2020-12-24 07:58:20 | 道祖神・賽の神・勧請縄・山の神

<続き>

日本では「神」が社を依代とするようになるのは、出雲国風土記の記載から察するに、古墳時代中期以降(根拠は希薄であるが、傍証として5世紀後葉の石田遺跡(松江市浜佐陀町)の祭祀址から高床建物の扉板が出土しており、祭祀の場に相応しい建物が在ったであろうと想定されている)と思われる。

それは、以下の埴輪でも裏付けられると考えるが如何であろうか。

過去2回にわたり今回のテーマである『島根の東は荒神、西は大元神』とは、あまり脈絡のないことどもを記してきた。

以下、荒神も大元神も古代からのアニミズムから派生した民間信仰以外の何物でもないと認識している。荒神祭祀と大元神祭祀は、共に類似している。柳田国男氏は、荒神や大元神などの『雑神』信仰に共通するのは、境の神(サイノカミ)=道祖神にみられるように、ムラ境に祀られて、外からの脅威にムラの人々を守る神としての信仰に求められると喝破し、荒神を荒振る神と捉えた。

先ず、荒神をご覧いただきたい。

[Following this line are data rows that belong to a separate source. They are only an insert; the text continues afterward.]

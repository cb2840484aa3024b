//! Word interning cache.
//!
//! Maps each distinct token to a stable numeric id. Ids are assigned
//! monotonically from 1, never reused, and reset only by [`WordCache::clear`].
//! Equality is decided on a normalized key; the spelling from the first
//! sighting is kept as the display form.
//!
//! There is no process-global cache: every job constructs and injects its
//! own instance, and clears it explicitly between independent jobs.

use std::collections::HashMap;

/// Stable identifier assigned to a normalized word.
pub type WordId = u64;

/// Normalization hook applied before lookup and insertion.
pub type Normalizer = Box<dyn Fn(&str) -> String>;

/// Hook producing alternative spellings folded onto a freshly assigned id.
pub type SynonymProvider = Box<dyn Fn(&str) -> Vec<String>>;

/// Default normalizer: trim, lowercase, fold `ё` to `е`.
///
/// The `ё` fold matches Russian orthographic practice where the two letters
/// are interchangeable in running text.
pub fn normalize_default(word: &str) -> String {
    word.trim().to_lowercase().replace('ё', "е")
}

/// Interning cache for words seen during one mining job.
pub struct WordCache {
    id_to_surface: HashMap<WordId, String>,
    key_to_id: HashMap<String, WordId>,
    next_id: WordId,
    normalize: Option<Normalizer>,
    synonyms: Option<SynonymProvider>,
}

impl Default for WordCache {
    fn default() -> Self {
        Self::new()
    }
}

impl WordCache {
    /// Creates a cache with the default normalizer and no synonym folding.
    pub fn new() -> Self {
        Self::with_hooks(Some(Box::new(|w| normalize_default(w))), None)
    }

    /// Creates a cache with explicit hooks; `None` disables the step.
    pub fn with_hooks(normalize: Option<Normalizer>, synonyms: Option<SynonymProvider>) -> Self {
        Self {
            id_to_surface: HashMap::new(),
            key_to_id: HashMap::new(),
            next_id: 1,
            normalize,
            synonyms,
        }
    }

    /// The normalized lookup key for `word`.
    pub fn normalize_key(&self, word: &str) -> String {
        match &self.normalize {
            Some(f) => f(word),
            None => word.to_string(),
        }
    }

    /// Interns `word`, returning the existing id when its normalized key is
    /// already known.
    ///
    /// On first sighting the surface form is recorded and any synonym keys
    /// are folded onto the new id. A synonym key that already maps to some
    /// id keeps its mapping: folding must not re-key previously interned
    /// words.
    pub fn put(&mut self, word: &str) -> WordId {
        let key = self.normalize_key(word);
        if let Some(&id) = self.key_to_id.get(&key) {
            return id;
        }
        let id = self.next_id;
        self.next_id += 1;
        self.key_to_id.insert(key.clone(), id);
        self.id_to_surface.insert(id, word.to_string());
        if let Some(provider) = &self.synonyms {
            for synonym in provider(&key) {
                let synonym_key = match &self.normalize {
                    Some(f) => f(&synonym),
                    None => synonym,
                };
                self.key_to_id.entry(synonym_key).or_insert(id);
            }
        }
        id
    }

    /// First-seen spelling for `id`, if assigned.
    pub fn get(&self, id: WordId) -> Option<&str> {
        self.id_to_surface.get(&id).map(String::as_str)
    }

    /// Id for `word` without interning it. Absence is not an error.
    pub fn get_id(&self, word: &str) -> Option<WordId> {
        self.key_to_id.get(&self.normalize_key(word)).copied()
    }

    /// Number of distinct interned words.
    pub fn len(&self) -> usize {
        self.id_to_surface.len()
    }

    /// `true` when nothing has been interned yet.
    pub fn is_empty(&self) -> bool {
        self.id_to_surface.is_empty()
    }

    /// Drops every entry and restarts id assignment from 1.
    pub fn clear(&mut self) {
        self.id_to_surface.clear();
        self.key_to_id.clear();
        self.next_id = 1;
    }
}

写真の神木に巻き付く藁蛇=荒神は、出雲市東林木町・都我利神社の境内奥に祀られている。藁蛇の頭部は実物の蛇に似せて作られている。

この蛇に似せることは水の恵みを受けて、豊作の予祝や収穫を願う目的と祖霊を祀る目的であろう。ところで、この荒神の神格がはなはだ曖昧である。旧出雲国では、藁蛇が捲きつく神木や大石・石塔などの、いわゆる地荒神と祠に鎮座する三宝荒神がある。この三宝荒神の祭神は素戔嗚命であったり、他の神々であったり定まらない。

上のGoogle Earthに旧出雲国・旧石見国の領域に鎮座する荒神や荒神社をプロットした。不思議なことに旧出雲国に荒神は多いが、旧石見国には僅か2箇所のみである。Wiki Pediaによると、島根県には120社の荒神・荒神社が存在するというが、プロットしたのは50社強で漏れが多いので断言はできないのだが・・・。

出雲地域でも平野部に集中しており、中でも出雲大社周辺に多い。

分布の偏りは何なのか? 新たな疑問が湧くが今回はPendingとしておく。